Should the text be centered.

Defaults to False.

Examples

  1. Importing classes of digraph framework

>>> from hana_ml.visualizers.digraph import MultiDigraph, Node, Edge
  1. Creating a MultiDigraph instance:

>>> multi_digraph: MultiDigraph = MultiDigraph('Test2')
  1. Creating first digraph:

>>> digraph1 = multi_digraph.add_child_digraph('digraph1')
  1. Adding two nodes to digraph1, where the node1_1 has only one output port and the node2_1 has only one input port:

>>> node1_1: Node = digraph1.add_model_node('name1', 'content1', in_ports=[], out_ports=['1'])
>>> node2_1: Node = digraph1.add_python_node('name2', 'content2', in_ports=['1'], out_ports=[])
  1. Adding an edge to digraph1, where the output port of node1_1 points to the input port of node2_1:

>>> digraph1.add_edge(node1_1.out_ports[0], node2_1.in_ports[0])
  1. Creating second digraph:

>>> digraph2 = multi_digraph.add_child_digraph('digraph2')
  1. Adding two nodes to digraph2, where the node1_2 has only one output port and the node2_2 has only one input port:

>>> node1_2: Node = digraph2.add_model_node('name1', 'model text', in_ports=[], out_ports=['1'])
>>> node2_2: Node = digraph2.add_python_node('name2', 'function info', in_ports=['1'], out_ports=[])
  1. Adding an edge to digraph2, where the output port of node1_2 points to the input port of node2_2:

>>> digraph2.add_edge(node1_2.out_ports[0], node2_2.in_ports[0])
  1. Generating notebook iframe:

>>> multi_digraph.build()
>>> multi_digraph.generate_notebook_iframe(iframe_height=500)
_images/multi_digraph.png
  1. Generating a local HTML file:

>>> multi_digraph.generate_html('Test2')

Methods

ChildDigraph(child_digraph_id, ...)

Multiple child digraphs are logically a whole.

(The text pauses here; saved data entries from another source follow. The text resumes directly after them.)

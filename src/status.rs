//! Learning-readiness classification of concepts and goals.
//!
//! A concept is `known` when the learner has mastered it, `ready` when every
//! prerequisite is known, `locked` otherwise. The known set is expected to be
//! transitively closed already; only one level of prerequisites is checked.

use std::collections::HashSet;

use indexmap::IndexMap;
use serde::{Deserialize, Serialize};

use crate::graph::{normalize, LocalId, MetadataMap, NodeMetadata};

/// Status of one concept for the current learner
#[derive(Debug, Clone, Copy, PartialEq, Eq, Hash, Serialize, Deserialize)]
#[serde(rename_all = "lowercase")]
pub enum ConceptStatus {
    /// Already mastered
    Known,
    /// Not mastered, every prerequisite mastered
    Ready,
    /// At least one prerequisite not mastered
    Locked,
}

impl std::fmt::Display for ConceptStatus {
    fn fmt(&self, f: &mut std::fmt::Formatter<'_>) -> std::fmt::Result {
        match self {
            ConceptStatus::Known => write!(f, "known"),
            ConceptStatus::Ready => write!(f, "ready"),
            ConceptStatus::Locked => write!(f, "locked"),
        }
    }
}

/// Status per concept/goal local id, in metadata order.
pub type StatusMap = IndexMap<LocalId, ConceptStatus>;

/// A concept together with its status, as listed to the evaluation flow.
#[derive(Debug, Clone, PartialEq, Eq, Serialize)]
pub struct ConceptWithStatus {
    /// Identifier as written in the document
    pub id: String,
    pub label: String,
    pub status: ConceptStatus,
    pub prerequisites: Vec<LocalId>,
}

fn status_of(node: &NodeMetadata, known: &HashSet<LocalId>) -> ConceptStatus {
    if known.contains(&node.id) {
        ConceptStatus::Known
    } else if node.prerequisites.iter().all(|p| known.contains(p)) {
        ConceptStatus::Ready
    } else {
        ConceptStatus::Locked
    }
}

/// Classify every concept and goal. Other node types are left out.
pub fn classify(metadata: &MetadataMap, known: &HashSet<LocalId>) -> StatusMap {
    metadata
        .values()
        .filter(|node| node.is_concept_or_goal())
        .map(|node| (node.id.clone(), status_of(node, known)))
        .collect()
}

/// Concepts and goals with their status, in document order.
pub fn concepts_with_status(metadata: &MetadataMap, known: &HashSet<LocalId>) -> Vec<ConceptWithStatus> {
    metadata
        .values()
        .filter(|node| node.is_concept_or_goal())
        .map(|node| ConceptWithStatus {
            id: node.iri.clone(),
            label: node.label.clone(),
            status: status_of(node, known),
            prerequisites: node.prerequisites.clone(),
        })
        .collect()
}

/// Concepts the learner can study next.
pub fn ready_concepts(metadata: &MetadataMap, known: &HashSet<LocalId>) -> Vec<ConceptWithStatus> {
    concepts_with_status(metadata, known)
        .into_iter()
        .filter(|concept| concept.status == ConceptStatus::Ready)
        .collect()
}

/// Status of a single concept, looked up by full identifier or local id.
pub fn concept_status(
    concept_id: &str,
    metadata: &MetadataMap,
    known: &HashSet<LocalId>,
) -> Option<ConceptStatus> {
    let node = metadata
        .values()
        .find(|node| node.iri == concept_id)
        .or_else(|| metadata.get(concept_id))
        .or_else(|| metadata.get(normalize(concept_id).as_str()))?;

    node.is_concept_or_goal().then(|| status_of(node, known))
}
//! Level-to-coordinate assignment.

use indexmap::IndexMap;
use serde::Serialize;

use crate::config::LayoutConfig;
use crate::graph::{LevelMap, LocalId, MetadataMap};

/// Canvas position of a node
#[derive(Debug, Clone, Copy, PartialEq, Serialize)]
pub struct Position {
    pub x: f64,
    pub y: f64,
}

/// Positions keyed by local id, grouped by ascending level.
pub type PositionMap = IndexMap<LocalId, Position>;

/// Place every node in its level's column, vertically centered on `start_y`.
///
/// Within a level nodes keep the order of `metadata`. `y` is rounded to the
/// nearest integer, halves rounding up. Ids present in only one of the two
/// maps are not placed.
pub fn assign_positions(levels: &LevelMap, metadata: &MetadataMap, config: &LayoutConfig) -> PositionMap {
    let ordered: LevelMap = metadata
        .keys()
        .filter_map(|id| levels.get(id).map(|&level| (id.clone(), level)))
        .collect();

    let mut positions = PositionMap::with_capacity(ordered.len());
    for (level, ids) in crate::graph::group_by_level(&ordered) {
        let x = config.start_x + level as f64 * config.x_spacing;
        let band = (ids.len() - 1) as f64 * config.y_spacing;
        let top = config.start_y - band / 2.0;

        for (index, id) in ids.into_iter().enumerate() {
            let y = round_half_up(top + index as f64 * config.y_spacing);
            positions.insert(id.to_string(), Position { x, y });
        }
    }
    positions
}

fn round_half_up(value: f64) -> f64 {
    (value + 0.5).floor()
}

add_child_digraph(child_digraph_name)

Add child digraph to multi_digraph instance.

build()

Build HTML string based on current data.

generate_html(filename)

Save the digraph as a html file.

generate_notebook_iframe([iframe_height])

Render the digraph as a notebook iframe.

to_json()

Return the nodes and edges data of whole digraph.

class ChildDigraph(child_digraph_id: int, child_digraph_name: str)

Bases: hana_ml.visualizers.digraph.BaseDigraph

Multiple child digraphs are logically a whole.

Methods

add_edge(source_port, target_port)

Add edge to digraph instance.

add_model_node(name, content, in_ports, ...)

Add node with model icon to digraph instance.

add_python_node(name, content, in_ports, ...)

Add node with python icon to digraph instance.

to_json()

Return the nodes and edges data of child digraph.

to_json() list

Return the nodes and edges data of child digraph.

Returns
list

The nodes and edges data of whole digraph.

add_edge(source_port: hana_ml.visualizers.digraph.OutPort, target_port: hana_ml.visualizers.digraph.InPort) hana_ml.visualizers.digraph.Edge

Add edge to digraph instance.

Parameters
source_portOutPort

Start connection point of edge.

target_portInPort

End connection point of edge.

Returns
Edge

The added edge.

add_model_node(name: str, content: str, in_ports: list, out_ports: list) hana_ml.visualizers.digraph.Node

Add node with model icon to digraph instance.

Parameters
namestr

The model node name.

contentstr

The model node content.

in_portslist

List of input port names.

out_portslist

List of output port names.

Returns
Node

The added node with model icon.

add_python_node(name: str, content: str, in_ports: [], out_ports: []) hana_ml.visualizers.digraph.Node

Add node with python icon to digraph instance.

Parameters
namestr

The python node name.

contentstr

The python node content.

in_portslist

List of input port names.

out_portslist

List of output port names.

Returns
Node

The added node with python icon.

add_child_digraph(child_digraph_name: str) hana_ml.visualizers.digraph.MultiDigraph.ChildDigraph

Add child digraph to multi_digraph instance.

Parameters
child_digraph_namestr

The child digraph name.

Returns
ChildDigraph

The added child digraph.

to_json() list

Return the nodes and edges data of whole digraph.

Returns
list

The nodes and edges data of whole digraph.

build()

Build HTML string based on current data.

generate_html(filename: str)

Save the digraph as a html file.

Parameters
filenamestr

Html file name.

generate_notebook_iframe(iframe_height: int = 800)

Render the digraph as a notebook iframe.